In this lab, you will explore how different kinds of information are represented in a computer.
On this page, you will learn about bits, the basic units of data in computing.
A bit is a single unit of data that can only have one of two values. We usually represent the two values as 0 (off) and 1 (on).
As you probably know, information travels over wires inside the computer, and each wire is either on or off, with no intermediate states allowed. This small piece of information is called a bit, the smallest possible unit of information in the digital domain.
What does the value of a bit mean? By convention, the two states of a bit are interpreted as 0 and 1, but that doesn't mean they have to represent numbers. A single bit can represent
But what if the traffic light also needs a yellow value? It's tempting to say that, for example, 0 volts on the wire means red, 1 volt means yellow, and 2 volts means green. Long ago, there were computers that worked that way, but there are good reasons to stick with two possible values per wire.

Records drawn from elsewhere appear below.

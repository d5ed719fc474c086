//! # geolocator
//!
//! Geolocation tools for the Recon agent: web search to verify visual clues
//! and image cropping to zoom in on details.
//!
//! ## Tools
//!
//! ```text
//! ┌──────────────┬──────────────────────────────────────────────────────┐
//! │ web_search   │ query → top 3 hits as "- title: snippet (url)"       │
//! │ crop_image   │ box → derived image "{base}_crop_{xmin}_{ymin}{ext}" │
//! └──────────────┴──────────────────────────────────────────────────────┘
//! ```
//!
//! Both tools report failures as text the model can read; neither stops a
//! session.

use std::sync::Arc;
use std::time::Duration;

use recon_core::Toolbox;

pub mod error;
pub mod search;
pub mod svckit;

pub use error::{Result, ToolError};
pub use search::{SearchClient, SearchDepth, SearchResult, TavilyClient};

/// Re-export tools for easy registration
pub mod tools {
    pub use crate::svckit::{ImageCropper, WebSearch};
}

/// Toolbox backed by Tavily search and the local image cropper
pub fn tavily_toolbox(api_key: &str, base_url: &str, timeout: Duration) -> Result<Toolbox> {
    let client = TavilyClient::with_base_url(api_key, base_url, timeout)?;
    Ok(Toolbox::new(
        Arc::new(svckit::WebSearch::new(Arc::new(client))),
        Arc::new(svckit::ImageCropper::new()),
    ))
}

/// System prompt used by the console runner
pub const RECON_PROMPT: &str = r#"You are an expert Geolocalization Agent.
Your task: work out the precise location where the input image was taken.

Work through the Recon Method step by step:

1. **Observation:** study the image closely. Look for:
   - Text: street signs, license plates, shop names (most valuable).
   - Infrastructure: road markings, traffic lights, pole styles.
   - Nature: vegetation, sun position and shadows, soil color.
   - Architecture: roof styles, window shapes, building materials.

2. **Hypothesis:** propose a region or country.

3. **Verification:**
   - Call `web_search` to check specific text, phone numbers or landmarks.
   - Never guess. When you see a shop name, search it together with other visible clues.
   - When you see a phone number, search its area code.
   - Call `crop_image` to zoom in on details that are too small to read.

4. **Refinement:** revise the hypothesis using tool results.

5. **Final Answer:** give the latitude and longitude in a structured report.

**TERMINATION RULE:**
- Once the location is found, output this report and then type **[STOP]**:

  **FINAL GEOLOCATION REPORT**
  *   **Feature Name:** [Building, bridge, park, ...]
  *   **Address:** [Street address, City, Region, Country]
  *   **Context:** [Route number, highway or nearby landmarks]
  *   **Coordinates:** [Latitude, Longitude]
  *   **Google Maps Link:** https://www.google.com/maps/search/?api=1&query=[Lat],[Long]

- If the location cannot be determined (for example a generic stock photo), say why and type **[STOP]**.
- Do not repeat yourself. With no new tool to run, type **[STOP]**.

**Notes:**
- `crop_image` boxes use a 1000x1000 relative grid: (0, 0) is the top-left corner and (1000, 1000) the bottom-right.
- You are an Agent. CALL TOOLS to verify your claims.
"#;

/// System prompt used by the WebSocket server
pub const ENHANCED_RECON_PROMPT: &str = r#"You are an expert Geolocalization Agent.
Your task: work out the precise location where the input image was taken.

Follow this systematic process (the Enhanced Recon Method):

1. **VISUAL DATA EXTRACTION** - catalog what is visible:
   - Text: street names, shop names, billboards, plates, signs in any script
   - Brands: banks, retail chains, petrol stations, telecom operators
   - Vehicles: buses, trucks, rickshaws, regional plate formats
   - Architecture: building styles, roofs, materials, colors
   - Infrastructure: road markings, traffic signs, poles, lighting, utility lines
   - Environment: vegetation, sun position and shadows, weather
   - People: clothing, crowd density, cultural markers
   - Objects: goods or tools typical of a region

2. **GEOGRAPHIC TRIANGULATION** - combine cues to narrow the area:
   - Look for combinations of features that only occur together in a few places
   - Use the setting (market street, highway, residential block) as context

3. **VERIFICATION** - use tools to confirm:
   - Search businesses, landmarks or text together with their geographic context
   - Check that the combined features really exist in the same place
   - Check whether the picture is a known stock image

4. **REFINEMENT** - update estimates from tool results; use negative results to rule places out.

5. **PRECISION LOCALIZATION** - pin down the address, intersection or vantage point.

**TERMINATION RULE:**
- Once the location is found, output this report and then type **[STOP]**:

  **FINAL GEOLOCATION REPORT**
  *   **Feature Name:** [Building, intersection, landmark, ...]
  *   **Address:** [Street address, City, Region, Country]
  *   **Context:** [Route number, highway or nearby landmarks]
  *   **Coordinates:** [Latitude, Longitude]
  *   **Google Maps Link:** https://www.google.com/maps/search/?api=1&query=[Lat],[Long]
  *   **Verification Summary:** [Key visual cues and checks that confirmed the location]

- If the location cannot be determined (for example a generic stock photo with no markers), say why and type **[STOP]**.
- Do not repeat yourself. With no new tool to run and no further progress possible, type **[STOP]**.

**Notes:**
- `crop_image` boxes use a 1000x1000 relative grid: (0, 0) is the top-left corner and (1000, 1000) the bottom-right.
- You are an Agent. CALL TOOLS to verify, above all for businesses, landmarks and text.
- Prefer specific searchable elements over general impressions.
"#;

The fundamental building block of computer circuitry is the transistor. In a digital computer, the input to a transistor is either zero or whatever voltage represents one. But electrical circuits aren't perfect; the input may be a little larger or smaller than it should be.
This is a rough graph of the actual input-output behavior of a transistor. Don't worry about the details; just notice the two blue flat parts of the graph. Within the "cutoff" region, small changes to the input voltage do not change the output voltage at all; the output is always zero volts. Likewise within the "saturation" region, small input changes don't affect the output voltage; this output is interpreted as a one. This is how transistors are used as switches in a computer. If there were three flat parts of the curve, maybe we would have three possible values for each wire.
Transistors are versatile devices. When used in the middle, linear (pink) part of the graph, they're amplifiers; a small variation in input voltage produces a large variation in output voltage. That's how they're used to play music in a stereo.
first bit | second bit | meaning |
---|---|---|
0 | 0 | red |
0 | 1 | yellow |
1 | 0 | green |
1 | 1 | (unused) |
There are four possible combinations of two bits, so with two bits we can represent up to four different values, even though we only need three for the traffic light.
Each added bit doubles the number of values you can represent. This means that representing complex situations doesn't cost a lot of hardware; ten bits is enough to represent over 1000 distinct values.
A byte is eight bits.
A word is a sequence of however many bits the CPU processes at a time. As of 2017, words are 32 or 64 bits.
Bits aren't expensive, but what is expensive is the circuitry to let the programmer use exactly the smallest number of bits for a particular problem.
How many distinct values can be represented in 32 bits? You don't have to memorize the answer, because you can quickly approximate it using the fact that 210 = 1024, which is about 1000. This means that every ten bits of width multiplies the number of values that can be represented by about 1000. So, 10 bits allows about a thousand values, 20 bits is about a million values, 30 bits is about a billion, and 32 bits allows over four billion values (because we double the billion two more times for the difference between 30 and 32).
You might find this trick helpful on the AP exam.
Four billion values sounds like it ought to be enough, but it's not if you're an astronomer or a banker (or Google or Facebook). That's why we now have 64-bit computers, which as of 2019 are the standard. (Apple has just removed support for 32-bit programs from MacOS.)
The main use of eight-bit bytes is to represent characters of text.
Computers used six-bit-wide character codes for many years, but to have both UPPER CASE and lower case letters and punctuation requires seven bits. The first officially recognized character encoding was the seven bit ASCII (American Standard Code for Information Interchange) character set. It included an optional eighth bit for error detection, which was taken over to include accented characters in Spanish, French, German, and some other European languages. For example, there is an accented character in the name of the main developer of Snap!, Jens Mönig, who is German. (The closest English sound is the "u" in "lunch.")
As the use of computers and the Internet spread around the world, people wanted to be able to write Chinese, Japanese, Arabic, Kabyle, Russian, Tamil, etc. The Unicode character set supports about 1900 languages, using 32 modern alphabets and 107 historical alphabets that are no longer in living use. The complete Unicode character set includes 136,755 characters.
The most straightforward representation of Unicode uses one 32-bit word per character, which is more than enough. But program developers consider that an inefficient use of computer memory, and also, a lot of old software still in use was written when eight bits per character was standard. So Unicode characters are generally represented in a multi-byte representation in which the original 128 ASCII characters occupy one byte, while other characters may require up to four bytes. (It's also possible to use a multi-byte sequence to tell your word processing software that you want to use one-byte or two-byte codes to represent a particular non-Latin alphabet.)